Jeremy Mills surveyed the scene swiftly. He’d had to wait for the police to arrive and stood guard over the room in the meantime. Even without a death, this was a case of attempted murder, or grievous bodily harm in the very least. But Dr. Helberg had to receive immediate medical care due to a gunshot wound to the abdomen and a flesh wound that had ripped through his left oblique. Purdue had been knocked unconscious just as the shot went off when his head had slammed against the cabinet corner during the altercation.
Mills had no idea why this had happened, even less of an idea which of the two men were at fault. Naturally, one would assume that the patient was the instigator, but patients did not keep guns in their rooms, which put the suspicion squarely on the psychologist.

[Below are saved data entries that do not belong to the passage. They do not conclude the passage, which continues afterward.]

//! Publish a static documentation site into a remote record store.
//!
//! The site directory is scanned for HTML, CSS, JS and image files, each
//! file becomes one record keyed by its root-relative path, and records are
//! written one at a time through a [`store::RecordStore`].

pub mod config;
pub mod core;
pub mod discovery;
pub mod reporting;
pub mod store;
pub mod ui;
pub mod upload;

pub use config::{Config, Credentials, load_credentials};
pub use crate::core::{Result, UploaderError};
pub use discovery::{DirectoryScanner, DiscoveredFile};
pub use store::{HttpRecordStore, Record, RecordStore};
pub use upload::{UploadSummary, upload_all};
// Command-line interface definitions and parsing for uploader

use crate::config::CliConfig;
use crate::core::constants::schemes;
use clap::Parser;

#[derive(Parser, Debug)]
#[command(author, version, about, long_about = None)]
pub struct Cli {
    /// Root directory of the site to upload
    #[arg(value_name = "FILES_DIR")]
    pub files_dir: String,

    /// Credentials file (username, password, host, port)
    #[arg(value_name = "CREDENTIALS_FILE")]
    pub credentials_file: String,

    // Store Options
    /// Scheme used to reach the record store (default: https)
    #[arg(long, value_name = "SCHEME", value_parser = schemes::ALL, help_heading = "Store Options")]
    pub scheme: Option<String>,

    /// Request timeout in seconds (default: 30)
    #[arg(
        short = 't',
        long,
        value_name = "SECONDS",
        help_heading = "Store Options"
    )]
    pub timeout: Option<u64>,

    /// Custom User-Agent header
    #[arg(long, value_name = "AGENT", help_heading = "Store Options")]
    pub user_agent: Option<String>,

    /// Record kind (default: DocModel)
    #[arg(long, value_name = "KIND", help_heading = "Store Options")]
    pub kind: Option<String>,

    /// List the records that would be written without uploading
    #[arg(long, help_heading = "Store Options")]
    pub dry_run: bool,

    // Output & Verbosity
    /// Suppress all output except errors
    #[arg(short = 'q', long, help_heading = "Output & Verbosity")]
    pub quiet: bool,

    /// Enable verbose logging
    #[arg(short = 'v', long, help_heading = "Output & Verbosity")]
    pub verbose: bool,

    /// Disable progress bars
    #[arg(long, help_heading = "Output & Verbosity")]
    pub no_progress: bool,

    // Configuration
    /// Use specific config file
    #[arg(long, value_name = "FILE", help_heading = "Configuration")]
    pub config: Option<String>,

    /// Ignore config files
    #[arg(long, help_heading = "Configuration")]
    pub no_config: bool,
}

/// Convert the parsed CLI into the settings merged over the config file
pub fn cli_to_config(cli: &Cli) -> CliConfig {
    CliConfig {
        scheme: cli.scheme.clone(),
        timeout: cli.timeout,
        user_agent: cli.user_agent.clone(),
        record_kind: cli.kind.clone(),
        quiet: cli.quiet,
        verbose: cli.verbose,
        no_progress: cli.no_progress,
        dry_run: cli.dry_run,
        config_file: cli.config.clone(),
        no_config: cli.no_config,
    }
}
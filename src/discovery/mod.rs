//! File discovery
//!
//! This module walks the site directory and selects the files
//! that are uploaded, along with their root-relative paths.

pub mod path_utils;
pub mod scanner;

// Re-export commonly used items
pub use path_utils::{is_binary, is_eligible, strip_root};
pub use scanner::{DirectoryScanner, DiscoveredFile, scan};
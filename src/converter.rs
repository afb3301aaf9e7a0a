//! Layer geometry -> device command block conversion.
//!
//! Straight-through conversion: geometry items are emitted in source order,
//! each item as one contiguous run of commands with exactly one parameter
//! segment. Hatch ordering and skywriting are not performed here.

use layerstream_shared::{
    BuildStyle, Command, CommandBlock, FALLBACK_STYLE_TAG, Layer, ParameterSegment, Point2,
    StyleTable,
};
use thiserror::Error;

use crate::config::ScannerConfig;

#[derive(Debug, Error, Clone, PartialEq)]
pub enum ConversionError {
    #[error("no style for geometry tag {tag} and no fallback style (tag {fallback})", fallback = FALLBACK_STYLE_TAG)]
    UnresolvedStyle { tag: u32 },
    #[error("non-finite coordinate in {item}")]
    NonFiniteCoordinate { item: String },
}

/// Physical millimetres -> signed device bits.
#[derive(Debug, Clone, Copy)]
pub struct DeviceUnits {
    pub bits_per_mm: f64,
    pub field_limit: i32,
}

impl DeviceUnits {
    pub fn from_scanner(config: &ScannerConfig) -> Self {
        Self {
            bits_per_mm: config.bits_per_mm,
            field_limit: config.field_limit,
        }
    }

    /// Converts one coordinate, clamping to the signed field range. The second
    /// value reports whether clamping happened.
    pub fn to_bits(&self, mm: f64) -> (i32, bool) {
        let limit = f64::from(self.field_limit);
        let bits = (mm * self.bits_per_mm).round();
        if bits > limit {
            (self.field_limit, true)
        } else if bits < -limit {
            (-self.field_limit, true)
        } else {
            (bits as i32, false)
        }
    }
}

pub struct LayerConverter {
    units: DeviceUnits,
}

/// Accumulates commands for one layer and tracks clamped points.
struct Emitter {
    units: DeviceUnits,
    block: CommandBlock,
    clamped: usize,
}

impl Emitter {
    fn point(&mut self, p: Point2, item: &dyn Fn() -> String) -> Result<(i32, i32), ConversionError> {
        if !p.is_finite() {
            return Err(ConversionError::NonFiniteCoordinate { item: item() });
        }
        let (x, cx) = self.units.to_bits(p.x);
        let (y, cy) = self.units.to_bits(p.y);
        if cx || cy {
            self.clamped += 1;
        }
        Ok((x, y))
    }

    fn jump(&mut self, p: Point2, item: &dyn Fn() -> String) -> Result<(), ConversionError> {
        let (x, y) = self.point(p, item)?;
        self.block.commands.push(Command::Jump { x, y });
        Ok(())
    }

    fn mark(&mut self, p: Point2, item: &dyn Fn() -> String) -> Result<(), ConversionError> {
        let (x, y) = self.point(p, item)?;
        self.block.commands.push(Command::Mark { x, y });
        Ok(())
    }

    /// Jump to the first point, mark through the rest; `closed` adds the mark
    /// back to the first point. A single point is a bare jump and an empty
    /// chain emits nothing.
    fn chain(&mut self, points: &[Point2], closed: bool, item: &dyn Fn() -> String) -> Result<(), ConversionError> {
        let Some((&first, rest)) = points.split_first() else {
            return Ok(());
        };
        self.jump(first, item)?;
        for &p in rest {
            self.mark(p, item)?;
        }
        if closed && !rest.is_empty() {
            self.mark(first, item)?;
        }
        Ok(())
    }

    /// Closes the style island started at `start` (command count before the item).
    fn close_segment(&mut self, start: usize, style: &BuildStyle) {
        let end = self.block.commands.len();
        if end > start {
            self.block
                .parameter_segments
                .push(ParameterSegment::from_style(start, end - 1, style));
        }
    }
}

impl LayerConverter {
    pub fn new(units: DeviceUnits) -> Self {
        Self { units }
    }

    pub fn from_scanner(config: &ScannerConfig) -> Self {
        Self::new(DeviceUnits::from_scanner(config))
    }

    fn resolve(&self, styles: &dyn StyleTable, tag: u32) -> Result<BuildStyle, ConversionError> {
        if let Some(style) = styles.lookup(tag) {
            return Ok(style);
        }
        tracing::debug!("No style for geometry tag {}, using fallback", tag);
        styles
            .lookup(FALLBACK_STYLE_TAG)
            .ok_or(ConversionError::UnresolvedStyle { tag })
    }

    pub fn convert(&self, layer: Layer, styles: &dyn StyleTable) -> Result<CommandBlock, ConversionError> {
        let mut out = Emitter {
            units: self.units,
            block: CommandBlock::new(layer.index, layer.thickness),
            clamped: 0,
        };

        for (i, hatch) in layer.hatches.iter().enumerate() {
            let style = self.resolve(styles, hatch.geometry_tag)?;
            let item = || format!("layer {} hatch {}", layer.index, i);
            let start = out.block.commands.len();
            for &(from, to) in &hatch.lines {
                out.jump(from, &item)?;
                out.mark(to, &item)?;
            }
            out.close_segment(start, &style);
        }

        for (i, polyline) in layer.polylines.iter().enumerate() {
            let style = self.resolve(styles, polyline.geometry_tag)?;
            let item = || format!("layer {} polyline {}", layer.index, i);
            let start = out.block.commands.len();
            out.chain(&polyline.points, false, &item)?;
            out.close_segment(start, &style);
        }

        for (i, polygon) in layer.polygons.iter().enumerate() {
            let style = self.resolve(styles, polygon.geometry_tag)?;
            let item = || format!("layer {} polygon {}", layer.index, i);
            let start = out.block.commands.len();
            out.chain(&polygon.points, true, &item)?;
            out.close_segment(start, &style);
        }

        if out.clamped > 0 {
            tracing::warn!(
                "Layer {}: {} point(s) clamped to the scan field (±{} bits)",
                layer.index,
                out.clamped,
                self.units.field_limit
            );
        }
        tracing::debug!(
            "Converted layer {}: {} commands in {} segments",
            layer.index,
            out.block.commands.len(),
            out.block.parameter_segments.len()
        );
        Ok(out.block)
    }
}

#[cfg(test)]
mod tests {
    use super::*;

    #[test]
    fn test_to_bits_rounds_and_clamps() {
        let units = DeviceUnits { bits_per_mm: 100.0, field_limit: 1000 };
        assert_eq!(units.to_bits(1.234), (123, false));
        assert_eq!(units.to_bits(-2.5), (-250, false));
        assert_eq!(units.to_bits(10.0), (1000, false));
        assert_eq!(units.to_bits(10.01), (1000, true));
        assert_eq!(units.to_bits(-1e12), (-1000, true));
    }
}
// src/slice_file.rs - JSON-lines slice files
//
// Line 1 is a header, every following line one layer:
//   {"format":"layerstream-slice","version":1,"layer_count":N}
//   {"index":0,"z_height":0.03,"thickness":0.03,"hatches":[...],...}
// Layers are read one at a time, only when the producer asks for them.

use layerstream_shared::{GeometrySource, Layer, SourceError};
use serde::{Deserialize, Serialize};
use std::fs::File;
use std::io::{BufRead, BufReader, BufWriter, Write};
use std::path::Path;

pub const SLICE_FORMAT: &str = "layerstream-slice";
pub const SLICE_VERSION: u32 = 1;

#[derive(Debug, Clone, PartialEq, Serialize, Deserialize)]
pub struct SliceHeader {
    pub format: String,
    pub version: u32,
    pub layer_count: u32,
}

impl SliceHeader {
    pub fn new(layer_count: u32) -> Self {
        Self {
            format: SLICE_FORMAT.to_string(),
            version: SLICE_VERSION,
            layer_count,
        }
    }
}

pub struct SliceFile {
    reader: Box<dyn BufRead + Send>,
    header: SliceHeader,
    line_no: usize,
    layers_read: u32,
}

impl SliceFile {
    pub fn open(path: impl AsRef<Path>) -> Result<Self, SourceError> {
        let path = path.as_ref();
        tracing::info!("Opening slice file: {}", path.display());
        let file = File::open(path)?;
        Self::from_reader(BufReader::new(file))
    }

    pub fn from_reader(reader: impl BufRead + Send + 'static) -> Result<Self, SourceError> {
        let mut source = Self {
            reader: Box::new(reader),
            header: SliceHeader::new(0),
            line_no: 0,
            layers_read: 0,
        };
        let line = source.next_line()?.ok_or(SourceError::Malformed {
            line: 1,
            message: "missing header".to_string(),
        })?;
        let header: SliceHeader = serde_json::from_str(&line).map_err(|e| SourceError::Malformed {
            line: 1,
            message: format!("invalid header: {}", e),
        })?;
        if header.format != SLICE_FORMAT {
            return Err(SourceError::Malformed {
                line: 1,
                message: format!("unknown format '{}'", header.format),
            });
        }
        if header.version != SLICE_VERSION {
            return Err(SourceError::Malformed {
                line: 1,
                message: format!("unsupported version {}", header.version),
            });
        }
        tracing::debug!("Slice file declares {} layers", header.layer_count);
        source.header = header;
        Ok(source)
    }

    pub fn header(&self) -> &SliceHeader {
        &self.header
    }

    /// Next non-blank line, or `None` at end of input.
    fn next_line(&mut self) -> Result<Option<String>, SourceError> {
        let mut buf = String::new();
        loop {
            buf.clear();
            if self.reader.read_line(&mut buf)? == 0 {
                return Ok(None);
            }
            self.line_no += 1;
            if !buf.trim().is_empty() {
                return Ok(Some(buf.trim().to_string()));
            }
        }
    }
}

impl GeometrySource for SliceFile {
    fn has_next(&self) -> bool {
        self.layers_read < self.header.layer_count
    }

    fn read_next(&mut self) -> Result<Layer, SourceError> {
        if !self.has_next() {
            return Err(SourceError::Exhausted);
        }
        let line = self.next_line()?.ok_or_else(|| SourceError::Malformed {
            line: self.line_no + 1,
            message: format!(
                "file ended after {} of {} layers",
                self.layers_read, self.header.layer_count
            ),
        })?;
        let layer: Layer = serde_json::from_str(&line).map_err(|e| SourceError::Malformed {
            line: self.line_no,
            message: e.to_string(),
        })?;
        if !(layer.thickness.is_finite() && layer.thickness > 0.0) {
            return Err(SourceError::Malformed {
                line: self.line_no,
                message: format!("layer {} has invalid thickness {}", layer.index, layer.thickness),
            });
        }
        self.layers_read += 1;
        Ok(layer)
    }

    fn total_count(&self) -> u32 {
        self.header.layer_count
    }
}

/// Writes `layers` as a slice file.
pub fn write_slice_file(path: impl AsRef<Path>, layers: &[Layer]) -> Result<(), SourceError> {
    let path = path.as_ref();
    let mut out = BufWriter::new(File::create(path)?);
    let header = SliceHeader::new(layers.len() as u32);
    let encode = |e: serde_json::Error| SourceError::Malformed { line: 0, message: e.to_string() };
    writeln!(out, "{}", serde_json::to_string(&header).map_err(encode)?)?;
    for layer in layers {
        writeln!(out, "{}", serde_json::to_string(layer).map_err(encode)?)?;
    }
    out.flush()?;
    tracing::info!("Wrote {} layers to {}", layers.len(), path.display());
    Ok(())
}

#[cfg(test)]
mod tests {
    use super::*;
    use layerstream_shared::{Hatch, Point2};
    use std::io::Cursor;

    fn reader(text: &str) -> Cursor<Vec<u8>> {
        Cursor::new(text.as_bytes().to_vec())
    }

    #[test]
    fn test_reads_layers_lazily() {
        let text = concat!(
            "{\"format\":\"layerstream-slice\",\"version\":1,\"layer_count\":2}\n",
            "{\"index\":0,\"z_height\":0.03,\"thickness\":0.03}\n",
            "\n",
            "{\"index\":1,\"z_height\":0.06,\"thickness\":0.03,\"hatches\":[{\"geometry_tag\":1,\"lines\":[[{\"x\":0.0,\"y\":0.0},{\"x\":1.0,\"y\":0.0}]]}]}\n",
        );
        let mut file = SliceFile::from_reader(reader(text)).unwrap();
        assert_eq!(file.total_count(), 2);
        assert!(file.has_next());
        assert_eq!(file.read_next().unwrap().index, 0);
        let second = file.read_next().unwrap();
        assert_eq!(second.hatches.len(), 1);
        assert!(!file.has_next());
        assert!(matches!(file.read_next(), Err(SourceError::Exhausted)));
    }

    #[test]
    fn test_truncated_file_is_malformed() {
        let text = "{\"format\":\"layerstream-slice\",\"version\":1,\"layer_count\":3}\n{\"index\":0,\"z_height\":0.03,\"thickness\":0.03}\n";
        let mut file = SliceFile::from_reader(reader(text)).unwrap();
        file.read_next().unwrap();
        match file.read_next() {
            Err(SourceError::Malformed { message, .. }) => assert!(message.contains("1 of 3")),
            other => panic!("unexpected {:?}", other.map(|l| l.index)),
        }
    }

    #[test]
    fn test_bad_header_and_bad_layer() {
        assert!(SliceFile::from_reader(reader("")).is_err());
        assert!(SliceFile::from_reader(reader("{\"format\":\"gcode\",\"version\":1,\"layer_count\":1}\n")).is_err());

        let text = "{\"format\":\"layerstream-slice\",\"version\":1,\"layer_count\":1}\n{\"index\":0,\"z_height\":0.0,\"thickness\":0.0}\n";
        let mut file = SliceFile::from_reader(reader(text)).unwrap();
        assert!(matches!(file.read_next(), Err(SourceError::Malformed { line: 2, .. })));
    }

    #[test]
    fn test_write_then_open() {
        let dir = tempfile::tempdir().unwrap();
        let path = dir.path().join("part.slice");
        let mut layer = Layer::new(0, 0.05, 0.05);
        layer.hatches.push(Hatch {
            geometry_tag: 2,
            lines: vec![(Point2::new(0.0, 0.0), Point2::new(2.0, 0.0))],
        });
        write_slice_file(&path, &[layer.clone(), Layer::new(1, 0.1, 0.05)]).unwrap();

        let mut file = SliceFile::open(&path).unwrap();
        assert_eq!(file.total_count(), 2);
        assert_eq!(file.read_next().unwrap(), layer);
    }
}
// layerstream_shared: data model and hardware seams shared by the streaming engine,
// its simulators and its tests

pub mod command;
pub mod controller;
pub mod geometry_source;
pub mod hardware_traits;
pub mod layer;
pub mod run_state;
pub mod style;

pub use command::{Command, CommandBlock, ParameterSegment};
pub use controller::{ControllerLink, ControllerTag, LinkError, TagValue};
pub use geometry_source::{GeometrySource, SourceError};
pub use hardware_traits::{DeviceStatus, ScanDevice};
pub use layer::{Hatch, Layer, Point2, Polygon, Polyline};
pub use run_state::{ProcessMode, RunState, RunStateError};
pub use style::{BuildStyle, FALLBACK_STYLE_TAG, LaserMode, StyleError, StyleMap, StyleTable};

But what disturbed everyone on the staff a few hours later, was that the CCTV footage of the session had not been recorded at all. The oddity was that the security control room had the cameras running at all hours of the day and night, yet during this particular session, the camera had been disabled.
“Pity we don’t have a camera in the actual security control room,” Mills noted when the police asked for access to the section.
“That is r
ather ironic, don’t you reckon?” the head investigating officer asked snidely. “Where are the patients now?”
“Only one registered patient. David Purdue, Lieutenant,” the security officer clarified. “The other is a therapist.”
The lieutenant looked at his black book, biting his pen between his teeth as he paged for what he was looking for. “But my information says that Dr. Helberg died a few months ago in a shooting at his practice for which his receptionist was responsible. Therefore, this therapist could not have been the real Dr. Helberg.”
At this point the acting administrative head, Melissa Argyle, entered the security room. Her blond hair was visible from under the edge of her knitted beret and lashed out in a halo about her shoulders. Rolling over her fingers was a shiny gilded pen that looked expensive to the investigators.
“We used to have a camera in here too, but it was fried during the last thunderstorm. The company that installed that one was supposed to show up three days ago to install a new one,” she explained.
“That makes our job so much harder,” the lieutenant from the local precinct muttered as he examined the blackened paint around the wall cable of the device. “Yes, I see here. The wiring has been melted into the casing. Was there any other electrical damage from the same storm? Leakage, structural damage?”
“I don’t think so,” she replied hesitantly. Melissa was not sure what he was driving at, but then again, she was just an administrator and pre-grad student of Psychology and with that, a bit naïve. “Why do you ask? What does that have to do with the case?”
“Quite a bit. If other parts of the building were as vulnerable to water damage or electrical failure, it would dismiss the possibility of sabotage,” he clarified.